I love many things about this verse, but one thing I love most of all is the idea of the secret heart. I love the way God and I share our time together. Lately my devo time takes place first thing in the morning. Ryan brings me a cup of coffee and puts it on the bedside table, kisses my head, and disappears so I can crack open my Bible, devo book, journal and laptop...and I disappear for even just those few minutes, into the secret place with my Beloved. He teaches me and breathes truth and wisdom into my heart.

I love it. It's picturesque. {Well.
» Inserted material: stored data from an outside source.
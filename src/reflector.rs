//! Reflector: fixed wiring plate that sends the current back through the rotors.
//!
//! The reflector pairs letters up, so its wiring must be an involution with
//! no letter wired to itself. That is what makes the machine
//! self-reciprocal: two identically configured machines decipher each
//! other's output.

use std::borrow::Cow;

use crate::alphabet;
use crate::catalog::{MachineType, ReflectorKind};
use crate::error::{EnigmaError, Result};
use crate::observer::{Event, Observer};
use crate::substitution::SubstitutionMap;

/// Non-rotating reflector.
#[derive(Debug, Clone, PartialEq, Eq)]
pub struct Reflector {
    kind: ReflectorKind,
    wiring: SubstitutionMap,
    compatibility: Vec<MachineType>,
}

impl Reflector {
    /// Creates a reflector.
    ///
    /// # Errors
    /// Returns [`EnigmaError::InvalidConfiguration`] if the wiring maps any
    /// letter to itself or is not its own inverse.
    pub fn new(
        kind: ReflectorKind,
        wiring: SubstitutionMap,
        compatibility: &[MachineType],
    ) -> Result<Self> {
        let fixed = wiring.fixed_points();
        if !fixed.is_empty() {
            return Err(EnigmaError::config(format!(
                "Invalid reflector wiring. No letter may map to itself. Self-mapped: '{}'. Given: '{}'.",
                fixed.iter().collect::<String>(),
                wiring.cipher_set()
            )));
        }
        if !wiring.is_involution() {
            return Err(EnigmaError::config(format!(
                "Invalid reflector wiring. Letters must be wired in pairs. Given: '{}'.",
                wiring.cipher_set()
            )));
        }
        Ok(Reflector {
            kind,
            wiring,
            compatibility: compatibility.to_vec(),
        })
    }

    /// Reflects a single letter.
    ///
    /// # Errors
    /// Returns [`EnigmaError::InvalidInput`] if `character` is outside the alphabet.
    pub fn reflect(&self, character: char) -> Result<char> {
        let index = alphabet::index_of(character)?;
        Ok(alphabet::char_at(self.reflect_index(index, &mut ())))
    }

    pub(crate) fn reflect_index(&self, index: usize, observer: &mut dyn Observer) -> usize {
        let output = self.wiring.map_index(index, false);
        observer.on_event(&Event::ReflectorSubstitute {
            reflector: self.kind,
            input: alphabet::char_at(index),
            output: alphabet::char_at(output),
            cipher_set: Cow::Borrowed(self.wiring.cipher_set()),
        });
        output
    }

    /// Returns true if `machine` accepts this reflector.
    pub fn is_compatible(&self, machine: MachineType) -> bool {
        self.compatibility.contains(&machine)
    }

    /// Catalog type of this reflector.
    pub fn kind(&self) -> ReflectorKind {
        self.kind
    }

    /// Paired wiring.
    pub fn wiring(&self) -> &SubstitutionMap {
        &self.wiring
    }
}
I am not picturesque at that hour with wild bedhead, enveloped in my obnoxious pink bathrobe...but the scene is picturesque.}

The fireplace glows, the coffee steams, and I snuggle my cold legs under the fleece sheets and read. And write. And learn.

And sometimes He speaks to me in church...just the two of us snuggled into the pew, His Divine wisdom pushed softly into my mind. Sometimes He speaks as I sit beside water, listening to waves lapping...or as I drive with only the roar of the wheels under me...

The secret place. The secret heart. The quietness and serenity of the two of us.

My verse this time is about as opposite as it can be:

Let us then with confidence draw near to the throne of grace, that we may receive mercy and find grace to help in time of need.
~ Hebrews 4:16 ~

Let me tell you the things that make me squirm about this verse. With confidence. Draw near. 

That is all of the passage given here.